I was recently talking to a good friend of mine who is entering the job market for the first time since college. Because this is the first time in 13 years that he is interviewing for a job, he is a bit nervous of what is ahead.  Since he correctly assumes that his upcoming interviews will consist of a bit more rigor than asking about his contributions to his college fraternity, he asked me for a bit of advice on how to prepare for what’s ahead.  By no means am I an expert on interviewing, but since I have been conducting an average of two interviews a week for the past few years, I can definitely say that I have seen it all: the good, the bad, the ugly, and the downright bizarre.  Below are a few tips on how to present yourself in the best light to future employers.  And unfortunately….everything mentioned in the “don’ts” below has definitely happened to me….and it has happened more than once:

Do: Write a concise resume. This is often your first, and sometimes only, impression to a future employer.  Try to avoid the temptation to embellish your resume with fancy words and flowery descriptions.  If I have to use a dictionary to try and figure out what you accomplished, chances are I’m just going to punt on the resume.  Use short, concise sentences with strong action words to define your accomplishments and the benefits that your work has supplied to a company.

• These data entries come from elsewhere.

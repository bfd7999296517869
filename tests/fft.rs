use std::f64::consts::PI;

use num_complex::Complex64;
use trackline::utilities::errors::AlsError;
use trackline::utilities::fft::{fft, ifft, next_power_of_two, power_spectrum, zero_padded};

mod helpers;
use helpers::{approx_eq, jitter};

#[test]
fn forward_then_inverse_reconstructs_series() {
    for n in [1usize, 2, 8, 64, 256] {
        let xs: Vec<f64> = (0..n).map(|i| 10.0 * jitter(i as u32) + 0.3 * i as f64).collect();
        let spectrum = fft(&zero_padded(&xs)).unwrap();
        let back = ifft(&spectrum).unwrap();
        assert_eq!(back.len(), n);
        for (b, x) in back.iter().zip(&xs) {
            assert!(approx_eq(b.re, *x, 1e-9), "n={n}");
            assert!(approx_eq(b.im, 0.0, 1e-9), "n={n}");
        }
    }
}

#[test]
fn non_power_of_two_is_rejected() {
    let buf = vec![Complex64::new(0.0, 0.0); 12];
    assert_eq!(fft(&buf).unwrap_err(), AlsError::NotPowerOfTwo(12));
    assert_eq!(fft(&[]).unwrap_err(), AlsError::NotPowerOfTwo(0));
}

#[test]
fn constant_signal_lands_in_dc_bin() {
    let spectrum = fft(&zero_padded(&[2.0; 8])).unwrap();
    assert!(approx_eq(spectrum[0].re, 16.0, 1e-12));
    for c in &spectrum[1..] {
        assert!(c.norm() < 1e-12);
    }
}

#[test]
fn cosine_energy_sits_in_its_bin() {
    let n = 32;
    let k = 3;
    let xs: Vec<f64> = (0..n)
        .map(|i| (2.0 * PI * k as f64 * i as f64 / n as f64).cos())
        .collect();
    let spectrum = fft(&zero_padded(&xs)).unwrap();
    assert!(approx_eq(spectrum[k].norm(), n as f64 / 2.0, 1e-9));
    assert!(approx_eq(spectrum[n - k].norm(), n as f64 / 2.0, 1e-9));
    assert!(spectrum[k + 1].norm() < 1e-9);

    let power = power_spectrum(&xs).unwrap();
    assert_eq!(power.len(), n / 2 + 1);
    assert!(approx_eq(power[k], (n as f64 / 2.0).powi(2), 1e-6));
}

#[test]
fn padding_rounds_up_to_power_of_two() {
    assert_eq!(next_power_of_two(0), 1);
    assert_eq!(next_power_of_two(12), 16);
    assert_eq!(next_power_of_two(16), 16);
    let buf = zero_padded(&[1.0, 2.0, 3.0]);
    assert_eq!(buf.len(), 4);
    assert_eq!(buf[3], Complex64::new(0.0, 0.0));
}
use thiserror::Error;

#[derive(Clone, Copy, Debug, PartialEq, Eq)]
pub enum ErrorKind {
    Validation,
    Configuration,
    Numerical,
}

#[derive(Error, Debug, Clone, PartialEq)]
pub enum AlsError {
    #[error("too few points: got {got}, need at least {min}")]
    TooFewPoints { got: usize, min: usize },
    #[error("unsupported method: {0}")]
    UnsupportedMethod(String),
    #[error("invalid parameter `{name}`: {value}")]
    InvalidParameter { name: &'static str, value: f64 },
    #[error("non-finite {field} at index {index}")]
    InvalidNumericValue { field: &'static str, index: usize },
    #[error("positions must be strictly increasing (index {index})")]
    UnorderedPositions { index: usize },
    #[error("length mismatch: {left} vs {right}")]
    MismatchedLengths { left: usize, right: usize },
    #[error("singular matrix at pivot column {column}")]
    SingularMatrix { column: usize },
    #[error("transform length {0} is not a power of two")]
    NotPowerOfTwo(usize),
    #[error("invalid spline knots: {0}")]
    InvalidKnots(&'static str),
    #[error("parse error: {0}")]
    Parse(String),
}

impl AlsError {
    pub fn kind(&self) -> ErrorKind {
        match self {
            Self::UnsupportedMethod(_) | Self::InvalidParameter { .. } => ErrorKind::Configuration,
            Self::SingularMatrix { .. } | Self::NotPowerOfTwo(_) | Self::InvalidKnots(_) => {
                ErrorKind::Numerical
            }
            Self::TooFewPoints { .. }
            | Self::InvalidNumericValue { .. }
            | Self::UnorderedPositions { .. }
            | Self::MismatchedLengths { .. }
            | Self::Parse(_) => ErrorKind::Validation,
        }
    }
}

impl From<serde_json::Error> for AlsError {
    fn from(e: serde_json::Error) -> Self {
        AlsError::Parse(e.to_string())
    }
}

#[derive(Error, Debug, Clone, PartialEq)]
pub enum OptimizerError {
    #[error("plan line is empty")]
    EmptyPlanLine,
    #[error("non-finite {field} at index {index}")]
    InvalidNumericValue { field: &'static str, index: usize },
    #[error("invalid parameter `{name}`: {value}")]
    InvalidParameter { name: &'static str, value: f64 },
    #[error("parse error: {0}")]
    Parse(String),
}

impl From<serde_json::Error> for OptimizerError {
    fn from(e: serde_json::Error) -> Self {
        OptimizerError::Parse(e.to_string())
    }
}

Don’t: Be late….or even worse, not show up. If I am on time, you should be on time.  We both have busy schedules; we both had to fight the same nightmare traffic.  Be respectful of your interviewer’s time just as the interviewer should be respectful of yours.  If you need to cancel or reschedule, be sure to do so at least 24 hours in advance.  And if you decide to not show up…don’t even bother trying to get back in touch.

Do: Be honest. Especially in the current job market, people are going to have gaps on their resumes.  Contracts run out, and funding is sometimes cut on a whim.  If you are looking for a new job, be truthful about why you are looking. Believe it or not, I don’t get along with everyone.  I understand that personality and cultural conflicts are an acceptable reason to be looking for a new job.  Here’s the other thing- companies do still check references.  And believe it or not, your references will tell your prospective new employer the truth. If you are caught in a lie, or even a half truth, you are done.

Don’t: Talk badly about your current company. If you are in the process of interviewing for a new job, it is because something is not ideal about your current employment. It may be the pay, the location, the company culture, or the type of work you are doing.  I know this ahead of time; no one is going to leave a perfect situation.  But if you come to the table and disrespect your current employer, it immediately makes me question if you are the type of person I want representing (and speaking about) my company.

Do: Research the company you are interviewing for, and ask questions. If someone is taking the time to interview you, it means that they have a vested interest in their company. It is important that you come to the interview with an idea of what the company you are interviewing with is all about: the history, core competencies, goals, and vision of the company as examples.  Asking questions about the company and your potential place within the company shows the employer that you are truly interested in the position.  Additionally, if you are able to ascertain information about the person who is interviewing you ahead of time, that is also a good thing.  I won’t lie, it certainly plays to my ego if someone asks me how I enjoyed attending the University of Virginia, or says that they read my blog.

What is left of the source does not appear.